2. Check the ideal assumptions

For the ideal Rankine cycle, the usual assumptions are:

• the pump and turbine are isentropic
• heat addition in the boiler is at constant pressure
• heat rejection in the condenser is at constant pressure
• pressure drops in pipes and heat exchangers are neglected

These make the analysis tractable. Real plants do not satisfy them exactly, so real performance is lower than the ideal prediction for the same operating limits.

3. Track energy per unit mass

Put every energy term on the same basis, such as per kilogram of working fluid or per second for the whole plant, then apply the efficiency relation:

$$\eta_{th} = \frac{W_{net}}{Q_{in}} = \frac{W_{turbine} - W_{pump}}{Q_{in}}$$

Here $Q_{in}$ is boiler heat added, $W_{turbine}$ is turbine work out, and $W_{pump}$ is pump work in. This thermal efficiency is the fraction of input heat that becomes net work, and it is valid only when all terms share one basis.

4. Interpret the result physically

Read what the number says about the design, not just the arithmetic.

Full Worked Example

Analyze an idealized cycle per kilogram of working fluid with these rounded values:

• turbine work output: $W_{turbine} = 900\ \mathrm{kJ/kg}$
• pump work input: $W_{pump} = 10\ \mathrm{kJ/kg}$
• boiler heat input: $Q_{in} = 3000\ \mathrm{kJ/kg}$

Step 3 gives the net work,

$$W_{net} = 900 - 10 = 890\ \mathrm{kJ/kg}$$

and the thermal efficiency,

$$\eta_{th} = \frac{890}{3000} \approx 0.297$$

or about $29.7\%$. Step 4 reads the physics: more turbine work helps efficiency, more pump work reduces net work, and more heat input does not automatically raise efficiency. What matters is the ratio of net work to heat supplied.

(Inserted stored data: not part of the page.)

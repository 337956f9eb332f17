use rmcp::{
    ServerHandler,
    model::{ServerCapabilities, ServerInfo},
    schemars, tool,
};
#[derive(Debug, serde::Deserialize, schemars::JsonSchema)]
pub struct SumRequest {
    #[schemars(description = "the left hand side number")]
    pub a: i32,
    pub b: i32,
}
#[derive(Debug, Clone, Default)]
pub struct Calculator;
#[tool(tool_box,description = "A simple calculator")]
impl Calculator {
    #[tool(description = "Calculate the sum of two numbers",aggr)]
    fn sum(&self, SumRequest { a, b }: SumRequest) -> String {
        (a + b).to_string()
    }

    #[tool(description = "Calculate the sub of two numbers")]
    fn sub(
        &self,
        #[schemars(description = "the left hand side number")]
        a: i32,
        #[schemars(description = "the right hand side number")]
        b: i32,
    ) -> String {
        (a - b).to_string()
    }
}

This is also why the condenser is not a side detail. By returning the fluid to liquid, it keeps pump work small and makes the closed loop practical, and it sets an important low-temperature part of the cycle that affects efficiency.

Where Students Get Stuck, And How To Check

• Confusing Rankine with Carnot. Carnot is a reversible benchmark with isothermal heat transfer; Rankine is a practical vapor-power model built around pumps, boilers, turbines, and condensers.
• Forgetting to subtract pump work. Efficiency is not turbine work over boiler heat; net work is $W_{turbine} - W_{pump}$ (step 3).
• Ignoring the ideal assumptions. If the turbine is not isentropic or pressure drops are significant, ideal relations will not match the real plant. Recheck step 2.
• Assuming every cycle has the same efficiency. It depends on operating pressures, temperatures, component performance, and modifications such as superheating, reheating, or regeneration.

Where the Rankine Cycle Is Used

Beyond the plants above, it gives a clean starting point for understanding why engineers add superheating, reheating, and feedwater heating in more advanced designs.

Practice the Procedure

Change just one number in the worked example and predict the effect before recalculating: keep $Q_{in}$ fixed and raise $W_{turbine}$ to $1000\ \mathrm{kJ/kg}$, or hold turbine work and double the pump work. Rerunning steps 3 and 4 on your own numbers is the fastest way to make the cycle intuitive.